Notice the presence of curly braces, which are used to group lines of code together. These are particularly useful when you want to give a name to a group of instructions. If you’re at dinner and you ask somebody, “Please pass me the Parmesan cheese,” this kicks off a series of actions that are summarised by the small phrase that you just said. As we’re humans, it all comes naturally, but all the individual tiny actions required to do this must be spelled out to the Arduino, because it’s not as powerful as our brain. So to group together a number of instructions, you stick a { before the block of code and a } after.

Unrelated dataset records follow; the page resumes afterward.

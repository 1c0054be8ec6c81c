use serde::Serialize;

use crate::model::{PrefKey, Preferences, Task};
use crate::ops::stats::Stats;

// ---------------------------------------------------------------------------
// JSON output structs
// ---------------------------------------------------------------------------

#[derive(Serialize)]
pub struct TaskJson {
    pub id: u64,
    pub name: String,
    pub icon: String,
    pub completed: bool,
    pub points: u32,
}

#[derive(Serialize)]
pub struct StatsJson {
    pub points: u64,
    pub level: u64,
    pub completed: usize,
    pub total: usize,
    pub percentage: f64,
    pub progress_width: String,
    pub caption: String,
}

#[derive(Serialize)]
#[serde(rename_all = "camelCase")]
pub struct PrefsJson {
    pub dark_mode: bool,
    pub low_stimulus: bool,
}

pub fn task_to_json(task: &Task) -> TaskJson {
    TaskJson {
        id: task.id.0,
        name: task.name.clone(),
        icon: task.icon.as_str().to_string(),
        completed: task.completed,
        points: task.points,
    }
}

pub fn stats_to_json(stats: &Stats) -> StatsJson {
    StatsJson {
        points: stats.points,
        level: stats.level,
        completed: stats.completed,
        total: stats.total,
        percentage: stats.percentage,
        progress_width: stats.progress_width(),
        caption: stats.caption(),
    }
}

pub fn prefs_to_json(prefs: &Preferences) -> PrefsJson {
    PrefsJson {
        dark_mode: prefs.dark_mode,
        low_stimulus: prefs.low_stimulus,
    }
}

// ---------------------------------------------------------------------------
// Text formatting
// ---------------------------------------------------------------------------

/// One line per task: `<glyph> <name>  +<points>`, with a check when done
pub fn format_task_line(task: &Task) -> String {
    let mark = if task.completed { " ✓" } else { "" };
    format!(
        "{} {}  +{}{}",
        task.icon.glyph(),
        task.name,
        task.points,
        mark
    )
}

pub fn format_stats(stats: &Stats) -> String {
    format!(
        "Pontos: {}\nNível: {}\n{}",
        stats.points,
        stats.level,
        stats.caption()
    )
}

pub fn format_pref(key: PrefKey, value: bool) -> String {
    format!("{}: {}", key.label(), if value { "ligado" } else { "desligado" })
}
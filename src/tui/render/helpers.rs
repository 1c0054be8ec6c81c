use ratatui::text::Span;
use unicode_width::{UnicodeWidthChar, UnicodeWidthStr};

/// Compute total display width of a slice of spans
pub(super) fn spans_width(spans: &[Span]) -> usize {
    spans.iter().map(|s| s.content.width()).sum()
}

/// Cut `text` to at most `max` columns, ending with `…` when shortened
pub(super) fn truncate_to_width(text: &str, max: usize) -> String {
    if text.width() <= max {
        return text.to_string();
    }
    if max == 0 {
        return String::new();
    }
    let mut out = String::new();
    let mut used = 0;
    for c in text.chars() {
        let w = c.width().unwrap_or(0);
        if used + w > max - 1 {
            break;
        }
        out.push(c);
        used += w;
    }
    out.push('…');
    out
}

/// Word-wrap `text` into lines of at most `max_width` columns.
/// Every line (including the first) is prefixed with `indent`.
pub(super) fn wrap_text(indent: &str, text: &str, max_width: usize) -> Vec<String> {
    let indent_len = indent.width();
    let mut lines = Vec::new();
    let mut current = indent.to_string();

    for word in text.split_whitespace() {
        let current_w = current.width();
        let space = if current_w == indent_len { 0 } else { 1 };
        if current_w + space + word.width() > max_width && current_w > indent_len {
            lines.push(current);
            current = indent.to_string();
        }
        if current.width() > indent_len {
            current.push(' ');
        }
        current.push_str(word);
    }
    if current.width() > indent_len || lines.is_empty() {
        lines.push(current);
    }
    lines
}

You can see that there are two blocks of code defined in this way here. Before each one of them are some strange words:

void setup()

This line gives a name to a block of code. If you were to write a list of instructions that teach Arduino how to pass the Parmesan, you would write void passTheParmesan() at the beginning of a block, and this block would become an instruction that you can call from anywhere in the Arduino code. These blocks are called functions. Now that you’ve created a function from this block of code, you can write passTheParmesan() anywhere in your sketch, and Arduino will jump to the passTheParmesan() function, execute those instructions, and then jump back to where it was and continue where it left off.

This points out something important about any Arduino program. Arduino can do only one thing at a time, one instruction at a time. As Arduino runs your program, line by line, it’s executing, or running, only that one line. When it jumps to a function, it executes the function, line by line, before returning to where it was. Arduino can’t run two sets of instructions at the same time.